Economists and experts in the manufacturing sector assert that a number of factors, like increasing exports, rising domestic demand, global growth, and increased confidence in the domestic business sector are responsible for the growth in manufacturing. Manufacturers now fear that the looming trade war and the tariffs imposed by the U.S and China are likely to adversely affect the recovery in manufacturing.
One of the ways manufacturing will be adversely affected by the tariffs is that it will significantly increase the cost to produce equipment, vehicles and other items made from steel and aluminum. Companies will also be forced to pay a higher price to U.S steel and aluminum manufacturers, so they may increase the prices of their products. This could lead to a reduction in demand. Additionally it will make exports of U.S equipment more expensive and less competitive worldwide as other countries can supply the same product at a lower cost.
China has retaliated against the tariffs by imposing their own tariffs on imports from the U.S. including 25% on soybeans, pork and several other agricultural products. As a result the farmers in the U.S. will make less profit and thus have less money to purchase new tractors and other farming equipment, adversely affecting the farming machinery manufacturers. Similarly the tariffs on aircraft and vehicles will make U.S. made products cost more, so buyers may decide to take their business elsewhere. For example, instead of purchasing Boeing aircraft, the Chinese may prefer to purchase from French aircraft manufacturer Airbus.

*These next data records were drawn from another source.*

use super::chart::line_chart;
use super::color_mode::ColorMode;
use super::theme::Harbor;
use chrono::NaiveDateTime;
use cims_core::{Config, Entry, LogRow, LogSchema, Summary};
use termimad::{
    MadSkin,
    crossterm::{
        style::{Color, Stylize},
        terminal,
    },
};

const CHART_HEIGHT: usize = 10;
const CHART_MAX_WIDTH: usize = 72;

#[derive(Clone)]
pub struct RenderOptions {
    pub datetime_format: String,
    pub use_color: bool,
}

pub struct Renderer {
    skin: MadSkin,
    opts: RenderOptions,
}

impl Renderer {
    pub fn new(config: Option<RenderOptions>) -> Self {
        Self {
            skin: Harbor::default_harbor_skin(),
            opts: match config {
                Some(config) => config,
                None => RenderOptions {
                    datetime_format: "%Y-%m-%d %H:%M:%S".to_string(),
                    use_color: true,
                },
            },
        }
    }

    /// A renderer honouring the color flag and the configured timestamp format.
    pub fn for_config(color: ColorMode, config: &Config) -> Self {
        Self::new(Some(RenderOptions {
            datetime_format: config.display_datetime_format.clone(),
            use_color: color.use_color(),
        }))
    }

    pub fn print_md(&self, md: &str) {
        if self.opts.use_color {
            self.skin.print_text(md);
        } else {
            print!("{md}");
            if !md.ends_with('\n') {
                println!();
            }
        }
    }

    pub fn print_info(&self, message: &str) {
        if self.opts.use_color {
            let md = format!("|-|\n| {message} |\n|-|\n");
            self.skin.print_text(&md);
        } else {
            println!("{message}");
        }
    }

    pub fn print_warning(&self, message: &str) {
        if self.opts.use_color {
            println!("{}", message.to_string().with(Color::Yellow));
        } else {
            println!("warning: {message}");
        }
    }

    pub fn print_error(&self, message: &str) {
        if self.opts.use_color {
            eprintln!("{}", message.to_string().with(Harbor::RED));
        } else {
            eprintln!("error: {message}");
        }
    }

    pub fn print_started(&self, entry: &Entry) {
        let mut identifier = entry.identifier.clone();
        let mut time = entry.start_time.format("%H:%M:%S").to_string();
        if self.opts.use_color {
            identifier = identifier.with(Color::Yellow).to_string();
            time = time.with(Color::Cyan).to_string();
        }
        println!("Start recorded for {identifier} at {time}");
    }

    pub fn print_submitted(&self, row: &LogRow) {
        let mut identifier = row.identifier.clone();
        let mut secs = format!("{:.2}s", row.duration_secs);
        if self.opts.use_color {
            identifier = identifier.with(Color::Yellow).to_string();
            secs = secs.with(Color::Green).to_string();
        }
        println!("ID {identifier} submitted. Time: {secs}");
    }

    pub fn print_pending<'a>(&self, entries: impl Iterator<Item = &'a Entry>) {
        let lines: Vec<String> = entries
            .map(|e| {
                format!(
                    "* **{}** | Start: `{}`",
                    md_cell(&e.identifier),
                    self.fmt_time(e.start_time)
                )
            })
            .collect();
        if lines.is_empty() {
            self.print_info("No pending entries.");
            return;
        }
        self.print_md(&format!("### Pending Entries\n{}\n", lines.join("\n")));
    }

    pub fn print_completed<'a>(&self, entries: impl Iterator<Item = &'a Entry>) {
        let lines: Vec<String> = entries
            .filter_map(|e| {
                let completion = e.completion()?;
                Some(format!(
                    "* **{}** | Start: `{}` | End: `{}` | {:.2} sec",
                    md_cell(&e.identifier),
                    self.fmt_time(e.start_time),
                    self.fmt_time(completion.end_time),
                    completion.duration_secs
                ))
            })
            .collect();
        if lines.is_empty() {
            self.print_info("No completed entries in this session.");
            return;
        }
        self.print_md(&format!("### Completed Entries\n{}\n", lines.join("\n")));
    }

    /// The log table with on-screen timestamp formatting.
    pub fn print_log_table(&self, schema: LogSchema, rows: &[LogRow]) {
        if rows.is_empty() {
            self.print_info("No logged entries yet.");
            return;
        }
        let columns = schema.columns();
        let headers: Vec<&str> = columns.iter().map(|c| c.as_ref()).collect();
        let mut md = format!("|{}|\n", headers.join("|"));
        md.push_str(&format!("|{}|\n", vec!["-"; headers.len()].join("|")));
        for row in rows {
            let mut cells = Vec::with_capacity(headers.len());
            if schema.has_user() {
                cells.push(md_cell(row.user.as_deref().unwrap_or("")));
            }
            cells.push(md_cell(&row.identifier));
            cells.push(self.fmt_time(row.start_time));
            cells.push(self.fmt_time(row.end_time));
            cells.push(format!("{:.2}", row.duration_secs));
            md.push_str(&format!("|{}|\n", cells.join("|")));
        }
        md.push_str("|-\n");
        self.print_md(&md);
    }

    pub fn print_summary(&self, summary: &Summary) {
        let md = format!(
            "|:-:|:-:|:-:|:-:|\n|**Average Time**|**Max Time**|**Min Time**|**Total Transactions**|\n|-\n|{:.2} sec|{:.2} sec|{:.2} sec|{}|\n|-\n",
            summary.mean_secs, summary.max_secs, summary.min_secs, summary.count
        );
        if self.opts.use_color {
            self.skin.print_text(&md);
        } else {
            println!("Average Time: {:.2} sec", summary.mean_secs);
            println!("Max Time: {:.2} sec", summary.max_secs);
            println!("Min Time: {:.2} sec", summary.min_secs);
            println!("Total Transactions: {}", summary.count);
        }
    }

    pub fn print_chart(&self, durations: &[f64]) {
        let width = terminal::size().map(|(w, _)| w as usize).unwrap_or(80);
        let width = width.saturating_sub(12).clamp(1, CHART_MAX_WIDTH);
        for line in line_chart(durations, width, CHART_HEIGHT) {
            if self.opts.use_color {
                println!("{}", line.with(Harbor::NAVY));
            } else {
                println!("{line}");
            }
        }
    }

    fn fmt_time(&self, t: NaiveDateTime) -> String {
        t.format(&self.opts.datetime_format).to_string()
    }
}

/// termimad has no cell escaping, so pipes in user text are swapped for a look-alike.
fn md_cell(value: &str) -> String {
    value.replace('|', "¦")
}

While the National Association of Manufacturers and its Chief Executive Jay Timmons agree that China is involved in unfair trade practices and theft of intellectual property, NAM opposes the tariffs claiming that they could greatly increase the cost of goods for domestic consumers and manufacturers. NAM also claims that the tariffs could provoke the Chinese to take further harmful action against American manufacturers.
In a statement posted on their website, NAM President and CEO Jay Timmons had this to say; “The only way we’ll truly make lasting progress is through a strategic approach that uses both carrots and sticks to accelerate changes to Chinese policies.”